Mise en scène de l’enfermement
- Mino Lesani
- 14 juil. 2024
- 3 min de lecture
L’image du corps féminin au cinéma turc
Fatima LESANI
Master 1 Cinéma et Audiovisuel
Esthétique au cinéma
Juin 2024

Introduction
Dans la vie réelle, être enfermé dans un endroit est insupportable, ennuyeux et parfois anxiogène. Ce que l’homme a expérimenté avec l’épidémie de COVID-19 en 2020 peut nous donner un schéma d’enfermement dans notre vie réelle. Mais cette situation est acceptable quand nous avons tous la même condition humaine. L’homme a surmonté cette expérience difficile, mais dans certains endroits du monde, il y a des femmes enfermées chez elles, non en raison d’une épidémie, mais plutôt à cause d’un contexte social conservateur, patriarcal ou religieux. En Afghanistan, par exemple, les femmes ont perdu tous leurs droits après la chute de Kaboul aux mains du régime taliban le 15 août 2021. Au départ, le régime a promis que les femmes seraient autorisées à exercer leurs droits dans le cadre des lois de la charia – notamment le droit de travailler et d’étudier – mais ils ont systématiquement éliminé les femmes et les filles de la vie publique.Ce fait m’a conduit vers le sujet de l’enfermement au cinéma, notamment le film Mustang (Deniz Gamze Ergüven, 2015). La réalisatrice explique que ce film est un cri de colère et un cri pour les droits des femmes en Turquie. « Le film dénonce la montée du conservatisme dans la Turquie contemporaine. »

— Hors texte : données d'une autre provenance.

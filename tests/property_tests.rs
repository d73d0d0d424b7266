use proptest::prelude::*;
use sovran_vocab::{any_cast, any_cast_ref, AnyValue, BadAnyCast, Optional, TypeInfo};

proptest! {
    #[test]
    fn prop_any_round_trips_value(v in any::<i64>(), s in ".*") {
        let value = AnyValue::new(v);
        prop_assert!(value.has_value());
        prop_assert_eq!(value.type_info(), TypeInfo::of::<i64>());
        prop_assert_eq!(any_cast::<i64>(&value), Ok(v));

        let text = AnyValue::new(s.clone());
        prop_assert_eq!(any_cast::<String>(&text), Ok(s));
    }

    #[test]
    fn prop_any_clear_resets_type(v in any::<u16>()) {
        let mut value = AnyValue::new(v);
        value.clear();
        prop_assert!(!value.has_value());
        prop_assert_eq!(value.type_info(), TypeInfo::void());
        prop_assert!(any_cast_ref::<u16>(Some(&value)).is_none());
    }

    #[test]
    fn prop_any_reassign_changes_type(v in any::<i32>(), s in "[a-z]{0,8}") {
        let mut value = AnyValue::new(v);
        value.set(s.clone());
        prop_assert_eq!(value.type_info(), TypeInfo::of::<String>());
        let mismatch = matches!(any_cast::<i32>(&value), Err(BadAnyCast::TypeMismatch { .. }));
        prop_assert!(mismatch);
        prop_assert!(any_cast_ref::<i32>(Some(&value)).is_none());
    }

    #[test]
    fn prop_any_copy_is_independent(v in any::<i32>(), w in any::<bool>()) {
        let mut first = AnyValue::new(v);
        let second = first.clone();
        first.set(w);
        prop_assert_eq!(any_cast::<i32>(&second), Ok(v));
        prop_assert_eq!(any_cast::<bool>(&first), Ok(w));
    }

    #[test]
    fn prop_any_take_moves(v in any::<i32>()) {
        let mut first = AnyValue::new(v);
        let second = first.take();
        prop_assert!(!first.has_value());
        prop_assert_eq!(any_cast::<i32>(&second), Ok(v));
    }

    #[test]
    fn prop_optional_set_then_get(v in any::<i32>()) {
        let mut slot = Optional::<i32>::new();
        prop_assert!(!slot.has_value());
        slot.set(v);
        prop_assert!(slot.has_value());
        prop_assert_eq!(slot.get_value(), Ok(&v));
    }

    #[test]
    fn prop_optional_value_or(v in proptest::option::of(any::<i32>()), d in any::<i32>()) {
        let slot = Optional::<i32>::from(v);
        prop_assert_eq!(slot.get_value_or(d), v.unwrap_or(d));
    }

    #[test]
    fn prop_optional_order_matches_option(a in proptest::option::of(any::<i8>()), b in proptest::option::of(any::<i8>())) {
        prop_assert_eq!(Optional::<i8>::from(a).cmp(&Optional::<i8>::from(b)), a.cmp(&b));
        prop_assert_eq!(Optional::<i8>::from(a) == Optional::<i8>::from(b), a == b);
    }
}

Ce film raconte l’histoire de cinq sœurs enfermées chez elles par leur famille après avoir joué avec des garçons pendant un jour de congé à la plage. Autrement dit, elles sont retenues par les normes patriarcales et conservatrices de la communauté du village. Avec la séquence où elles cueillent des pommes dans le jardin, nous constatons que cet enfermement est aussi influencé par la religion. Cette scène renforce celle de la mer et fait référence à l'ampleur de leur scandale et aux conséquences à l'avenir. Moreillon dans l’article la Pomme : féminité et renaissance indique que la pomme est l'image de la féminité et de la volupté et dans le récit de la Genèse depuis des siècles, la famme est auteure du péché originel et responsable de la chute de l’humanité. Donc, dans cette séquence, du point de vue de la religion, elles ont mangé la pomme interdite et leur jeu est interprété comme lubrique. Cela les fait sortir du paradis et les emmène en enfer. Elles chutent de leur enfance et de leur adolescence au monde des adultes après ce jour-là. Le quotidien de ces jeunes filles change du jour au lendemain et conduit à l’enfermement à domicile. Les contraintes imposées aux filles s'intensifient progressivement et chaque fois qu’elles essaient d’en sortir, leurs restrictions sont renforcées par leur famille, façonnant ainsi la vie de ces jeunes filles.
Problématique
Dans cet article, j'essaie d'aborder les notions suivantes d'un point de vue visuel : le patriarcat, le conservatisme, la religion, la tradition et leur lien avec l'enfermement. Comment le spectateur perçoit-il ces concepts à travers des éléments visuels et sonores, la langue cinématographique et, en fin de compte, le film ? Notre question principale est donc ;
Comment la langue cinématographique traite la notion de l’enfermement dans le film Mustang ?
J. Connelly dans son livre Confinement and Cinema écrit ; si la tension narrative se concentre principalement en un seul lieu, il s'agit alors d'un cinéma de l'enfermement. Bien que ce film ne soit pas limité à un seul endroit, le traitement de l'enfermement en est le point central du récit et de la mise en scène. En effet, « les thèmes de l’enfermement et de l’émancipation trouvent une équivalence dans la construction du récit. » Autrement dit, si la maison est la prison, il faut un autre endroit pour en sortir. Dans le film Mustang, la caméra observatrice se déplace partout. L’œil de la caméra représente le regard de Lale, la narratrice, et nous sommes immergés au cœur de ses souvenirs.
On ne peut pas insister uniquement sur le terme de l’enfermement à domicile dans notre problématique, car en plus de la maison, il existe également une expérience de l’enfermement en plein air. Malgré le fait que les filles sortent souvent de ce confinement et que le spectateur les voit parfois à l'extérieur ou sur la petite route du village, pourquoi les figures du corps restent-elles enfermées dans l’image ? Pour répondre à notre problématique, l’analyse de l’encerclement des événements radicalisés et anachroniques dans le récit en lien avec le quotidien , l’enfermement à domicile et en plein air, constituent les trois parties abordées dans cet article.